If you still want to old integer division behavior, you can use // with Python 3:
Python 3:
In [2]: 5 // 2
Out[2]: 2
Changing the Division Operator explains this in detail.
What’s New In Python 3.0 goes over the big changes from v 2 to 3
If you want the new division behavior in Python 2.2+, you can use the from __future__ import division directive (Thanks #Jeff for reminding me).
Python 2:
In [1]: 5 / 2
Out[1]: 2
In [2]: from __future__ import division
In [3]: 5 / 2
Out[3]: 2.5
UPDATE:
Finally, please consider the potential problem of division as a cause (so perhaps the lines aren't out of order, but the results are different due to the division making it only appear that way). Is that possible?
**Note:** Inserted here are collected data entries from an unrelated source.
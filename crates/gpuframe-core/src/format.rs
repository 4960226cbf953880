//! Abstract pixel formats and their plane layout.
//!
//! The layout described here is the logical one: how many planes a format
//! has, how each plane is subsampled and how many bytes a texel occupies.
//! How a format maps onto native GPU surfaces lives in the GPU crate.

use serde::{Deserialize, Serialize};
use std::fmt;

/// Abstract pixel format.
#[derive(Debug, Clone, Copy, PartialEq, Eq, Hash, Serialize, Deserialize)]
pub enum VideoFormat {
    /// 8-bit B, G, R, A
    Bgra,
    /// 8-bit R, G, B, A
    Rgba,
    /// 8-bit B, G, R, padding
    Bgrx,
    /// 8-bit R, G, B, padding
    Rgbx,
    /// 8-bit A, R, G, B
    Argb,
    /// 8-bit A, B, G, R
    Abgr,
    /// 10-bit R, G, B with 2-bit alpha, little endian
    Rgb10a2,
    /// 16-bit R, G, B, A, little endian
    Rgba64,
    /// 8-bit 4:2:0, Y plane + interleaved UV plane
    Nv12,
    /// 8-bit 4:2:0, Y plane + interleaved VU plane
    Nv21,
    /// 10-bit 4:2:0 semi-planar, MSB aligned in 16 bits
    P010,
    /// 16-bit 4:2:0 semi-planar
    P016,
    /// 8-bit 4:2:0 planar Y, U, V
    I420,
    /// 8-bit 4:2:0 planar Y, V, U
    Yv12,
    /// 10-bit 4:2:0 planar, LSB aligned in 16 bits
    I420P10,
    /// 8-bit 4:2:2 planar
    Y42b,
    /// 10-bit 4:2:2 planar, LSB aligned in 16 bits
    I422P10,
    /// 8-bit 4:4:4 planar
    Y444,
    /// 16-bit 4:4:4 planar
    Y444P16,
    /// 8-bit packed A, Y, U, V
    Ayuv,
    /// 8-bit packed V, U, Y, A
    Vuya,
    /// 16-bit packed A, Y, U, V
    Ayuv64,
    /// 10-bit packed U, Y, V with 2-bit alpha
    Y410,
    /// 8-bit packed 4:2:2 Y0, U, Y1, V
    Yuy2,
    /// 8-bit packed 4:2:2 U, Y0, V, Y1
    Uyvy,
    /// 10-bit packed 4:2:2 Y0, U, Y1, V, MSB aligned in 16 bits
    Y210,
    /// 8-bit luma only
    Gray8,
    /// 16-bit luma only
    Gray16,
    /// 8-bit planar G, B, R
    Gbr,
    /// 8-bit planar G, B, R, A
    Gbra,
}

/// Color family of a format.
#[derive(Debug, Clone, Copy, PartialEq, Eq, Hash, Serialize, Deserialize)]
pub enum ColorFamily {
    Rgb,
    Yuv,
    Gray,
}

/// Layout of a single plane.
#[derive(Debug, Clone, Copy, PartialEq, Eq)]
pub struct PlaneInfo {
    /// log2 of the horizontal subsampling factor.
    pub w_sub: u8,
    /// log2 of the vertical subsampling factor.
    pub h_sub: u8,
    /// Bytes per texel.
    pub texel_size: u8,
    /// Pixels covered horizontally by one texel (2 for packed 4:2:2).
    pub texel_width: u8,
}

impl PlaneInfo {
    const fn new(w_sub: u8, h_sub: u8, texel_size: u8, texel_width: u8) -> Self {
        Self {
            w_sub,
            h_sub,
            texel_size,
            texel_width,
        }
    }

    /// Plane width in texels for a frame of the given pixel width.
    #[inline]
    pub fn width(&self, width: u32) -> u32 {
        subsample(width, self.w_sub).div_ceil(self.texel_width as u32)
    }

    /// Plane height in rows for a frame of the given pixel height.
    #[inline]
    pub fn height(&self, height: u32) -> u32 {
        subsample(height, self.h_sub)
    }

    /// Tightly packed row size in bytes.
    #[inline]
    pub fn row_bytes(&self, width: u32) -> usize {
        self.width(width) as usize * self.texel_size as usize
    }
}

/// Ceil-divide by a power of two.
#[inline]
pub fn subsample(value: u32, shift: u8) -> u32 {
    (value + (1 << shift) - 1) >> shift
}

/// Static description of a format.
#[derive(Debug, PartialEq, Eq)]
pub struct FormatInfo {
    pub format: VideoFormat,
    pub name: &'static str,
    pub family: ColorFamily,
    /// Depth used when normalizing sample values (16 for MSB-aligned formats).
    pub depth: u32,
    /// Significant bits per component.
    pub bits: u32,
    pub has_alpha: bool,
    pub planes: &'static [PlaneInfo],
}

// ── Plane layouts ──────────────────────────────────────────────

const PACKED_32: &[PlaneInfo] = &[PlaneInfo::new(0, 0, 4, 1)];
const PACKED_64: &[PlaneInfo] = &[PlaneInfo::new(0, 0, 8, 1)];
const SEMI_PLANAR_8: &[PlaneInfo] = &[PlaneInfo::new(0, 0, 1, 1), PlaneInfo::new(1, 1, 2, 1)];
const SEMI_PLANAR_16: &[PlaneInfo] = &[PlaneInfo::new(0, 0, 2, 1), PlaneInfo::new(1, 1, 4, 1)];
const PLANAR_420_8: &[PlaneInfo] = &[
    PlaneInfo::new(0, 0, 1, 1),
    PlaneInfo::new(1, 1, 1, 1),
    PlaneInfo::new(1, 1, 1, 1),
];
const PLANAR_420_16: &[PlaneInfo] = &[
    PlaneInfo::new(0, 0, 2, 1),
    PlaneInfo::new(1, 1, 2, 1),
    PlaneInfo::new(1, 1, 2, 1),
];
const PLANAR_422_8: &[PlaneInfo] = &[
    PlaneInfo::new(0, 0, 1, 1),
    PlaneInfo::new(1, 0, 1, 1),
    PlaneInfo::new(1, 0, 1, 1),
];
const PLANAR_422_16: &[PlaneInfo] = &[
    PlaneInfo::new(0, 0, 2, 1),
    PlaneInfo::new(1, 0, 2, 1),
    PlaneInfo::new(1, 0, 2, 1),
];
const PLANAR_444_8: &[PlaneInfo] = &[
    PlaneInfo::new(0, 0, 1, 1),
    PlaneInfo::new(0, 0, 1, 1),
    PlaneInfo::new(0, 0, 1, 1),
];
const PLANAR_444_16: &[PlaneInfo] = &[
    PlaneInfo::new(0, 0, 2, 1),
    PlaneInfo::new(0, 0, 2, 1),
    PlaneInfo::new(0, 0, 2, 1),
];
const PLANAR_4444_8: &[PlaneInfo] = &[
    PlaneInfo::new(0, 0, 1, 1),
    PlaneInfo::new(0, 0, 1, 1),
    PlaneInfo::new(0, 0, 1, 1),
    PlaneInfo::new(0, 0, 1, 1),
];
const PACKED_422_8: &[PlaneInfo] = &[PlaneInfo::new(0, 0, 4, 2)];
const PACKED_422_16: &[PlaneInfo] = &[PlaneInfo::new(0, 0, 8, 2)];
const GRAY_8: &[PlaneInfo] = &[PlaneInfo::new(0, 0, 1, 1)];
const GRAY_16: &[PlaneInfo] = &[PlaneInfo::new(0, 0, 2, 1)];

macro_rules! format_info {
    ($format:ident, $name:literal, $family:ident, $depth:literal, $bits:literal, $alpha:literal, $planes:ident) => {
        FormatInfo {
            format: VideoFormat::$format,
            name: $name,
            family: ColorFamily::$family,
            depth: $depth,
            bits: $bits,
            has_alpha: $alpha,
            planes: $planes,
        }
    };
}

/// Indexed by `VideoFormat as usize`.
static FORMAT_INFO: [FormatInfo; 30] = [
    format_info!(Bgra, "BGRA", Rgb, 8, 8, true, PACKED_32),
    format_info!(Rgba, "RGBA", Rgb, 8, 8, true, PACKED_32),
    format_info!(Bgrx, "BGRx", Rgb, 8, 8, false, PACKED_32),
    format_info!(Rgbx, "RGBx", Rgb, 8, 8, false, PACKED_32),
    format_info!(Argb, "ARGB", Rgb, 8, 8, true, PACKED_32),
    format_info!(Abgr, "ABGR", Rgb, 8, 8, true, PACKED_32),
    format_info!(Rgb10a2, "RGB10A2_LE", Rgb, 10, 10, true, PACKED_32),
    format_info!(Rgba64, "RGBA64_LE", Rgb, 16, 16, true, PACKED_64),
    format_info!(Nv12, "NV12", Yuv, 8, 8, false, SEMI_PLANAR_8),
    format_info!(Nv21, "NV21", Yuv, 8, 8, false, SEMI_PLANAR_8),
    format_info!(P010, "P010_10LE", Yuv, 16, 10, false, SEMI_PLANAR_16),
    format_info!(P016, "P016_LE", Yuv, 16, 16, false, SEMI_PLANAR_16),
    format_info!(I420, "I420", Yuv, 8, 8, false, PLANAR_420_8),
    format_info!(Yv12, "YV12", Yuv, 8, 8, false, PLANAR_420_8),
    format_info!(I420P10, "I420_10LE", Yuv, 10, 10, false, PLANAR_420_16),
    format_info!(Y42b, "Y42B", Yuv, 8, 8, false, PLANAR_422_8),
    format_info!(I422P10, "I422_10LE", Yuv, 10, 10, false, PLANAR_422_16),
    format_info!(Y444, "Y444", Yuv, 8, 8, false, PLANAR_444_8),
    format_info!(Y444P16, "Y444_16LE", Yuv, 16, 16, false, PLANAR_444_16),
    format_info!(Ayuv, "AYUV", Yuv, 8, 8, true, PACKED_32),
    format_info!(Vuya, "VUYA", Yuv, 8, 8, true, PACKED_32),
    format_info!(Ayuv64, "AYUV64", Yuv, 16, 16, true, PACKED_64),
    format_info!(Y410, "Y410", Yuv, 10, 10, true, PACKED_32),
    format_info!(Yuy2, "YUY2", Yuv, 8, 8, false, PACKED_422_8),
    format_info!(Uyvy, "UYVY", Yuv, 8, 8, false, PACKED_422_8),
    format_info!(Y210, "Y210", Yuv, 16, 10, false, PACKED_422_16),
    format_info!(Gray8, "GRAY8", Gray, 8, 8, false, GRAY_8),
    format_info!(Gray16, "GRAY16_LE", Gray, 16, 16, false, GRAY_16),
    format_info!(Gbr, "GBR", Rgb, 8, 8, false, PLANAR_444_8),
    format_info!(Gbra, "GBRA", Rgb, 8, 8, true, PLANAR_4444_8),
];

impl VideoFormat {
    /// Every format, in declaration order.
    pub const ALL: [VideoFormat; 30] = [
        Self::Bgra,
        Self::Rgba,
        Self::Bgrx,
        Self::Rgbx,
        Self::Argb,
        Self::Abgr,
        Self::Rgb10a2,
        Self::Rgba64,
        Self::Nv12,
        Self::Nv21,
        Self::P010,
        Self::P016,
        Self::I420,
        Self::Yv12,
        Self::I420P10,
        Self::Y42b,
        Self::I422P10,
        Self::Y444,
        Self::Y444P16,
        Self::Ayuv,
        Self::Vuya,
        Self::Ayuv64,
        Self::Y410,
        Self::Yuy2,
        Self::Uyvy,
        Self::Y210,
        Self::Gray8,
        Self::Gray16,
        Self::Gbr,
        Self::Gbra,
    ];

    /// Static description of this format.
    #[inline]
    pub fn info(self) -> &'static FormatInfo {
        &FORMAT_INFO[self as usize]
    }

    pub fn name(self) -> &'static str {
        self.info().name
    }

    pub fn family(self) -> ColorFamily {
        self.info().family
    }

    /// YUV and gray formats are both encoded with a luma/chroma matrix.
    pub fn is_yuv(self) -> bool {
        !matches!(self.family(), ColorFamily::Rgb)
    }

    pub fn is_rgb(self) -> bool {
        matches!(self.family(), ColorFamily::Rgb)
    }

    pub fn is_gray(self) -> bool {
        matches!(self.family(), ColorFamily::Gray)
    }

    pub fn has_alpha(self) -> bool {
        self.info().has_alpha
    }

    pub fn n_planes(self) -> usize {
        self.info().planes.len()
    }

    /// Layout of plane `index`, if it exists.
    pub fn plane(self, index: usize) -> Option<PlaneInfo> {
        self.info().planes.get(index).copied()
    }

    /// Normalization depth in bits.
    pub fn depth(self) -> u32 {
        self.info().depth
    }

    /// Packed 4:2:2 formats where two pixels share one texel.
    pub fn is_packed_422(self) -> bool {
        matches!(self, Self::Yuy2 | Self::Uyvy | Self::Y210)
    }

    /// 10-bit samples stored in the low bits of 16-bit words.
    pub fn is_lsb_aligned(self) -> bool {
        matches!(self, Self::I420P10 | Self::I422P10)
    }

    /// Look up a format by its canonical name.
    pub fn from_name(name: &str) -> Option<Self> {
        Self::ALL
            .iter()
            .copied()
            .find(|f| f.name().eq_ignore_ascii_case(name))
    }
}

impl fmt::Display for VideoFormat {
    fn fmt(&self, f: &mut fmt::Formatter<'_>) -> fmt::Result {
        f.write_str(self.name())
    }
}

#[cfg(test)]
mod tests {
    use super::*;

    #[test]
    fn test_table_order_matches_enum() {
        for format in VideoFormat::ALL {
            assert_eq!(format.info().format, format, "table out of order at {:?}", format);
        }
    }

    #[test]
    fn test_nv12_plane_sizes() {
        let uv = VideoFormat::Nv12.plane(1).unwrap();
        assert_eq!(uv.width(1920), 960);
        assert_eq!(uv.height(1080), 540);
        assert_eq!(uv.row_bytes(1920), 1920);
    }

    #[test]
    fn test_odd_dimensions_round_up() {
        let u = VideoFormat::I420.plane(1).unwrap();
        assert_eq!(u.width(65), 33);
        assert_eq!(u.height(33), 17);
    }

    #[test]
    fn test_packed_422_texels() {
        let plane = VideoFormat::Yuy2.plane(0).unwrap();
        assert_eq!(plane.width(64), 32);
        assert_eq!(plane.row_bytes(64), 128);
        assert!(VideoFormat::Y210.is_packed_422());
    }

    #[test]
    fn test_from_name() {
        assert_eq!(VideoFormat::from_name("nv12"), Some(VideoFormat::Nv12));
        assert_eq!(VideoFormat::from_name("P010_10LE"), Some(VideoFormat::P010));
        assert_eq!(VideoFormat::from_name("bogus"), None);
    }

    #[test]
    fn test_families() {
        assert!(VideoFormat::Gbra.is_rgb());
        assert!(VideoFormat::Gray8.is_yuv());
        assert!(VideoFormat::Vuya.has_alpha());
        assert!(!VideoFormat::Bgrx.has_alpha());
    }
}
Also notice that the 4th column (the 3.x output) has all zeros .. that's not present in the 2.x output and further points toward possible problems with the computation of results -- so in fact the results are different and not out of order.
Your filesave function is fine. I bet the difference in output is because Python 2 returns an integer from integer division expressions, while Python 3 returns a float:
Python 2
>>> 1/2
0
>>> 4/2
2
Python 3
>>> 1/2
0.5
>>> 4/2
2.0
This will give different mathematical results in your program and might account for the different ordering of the output.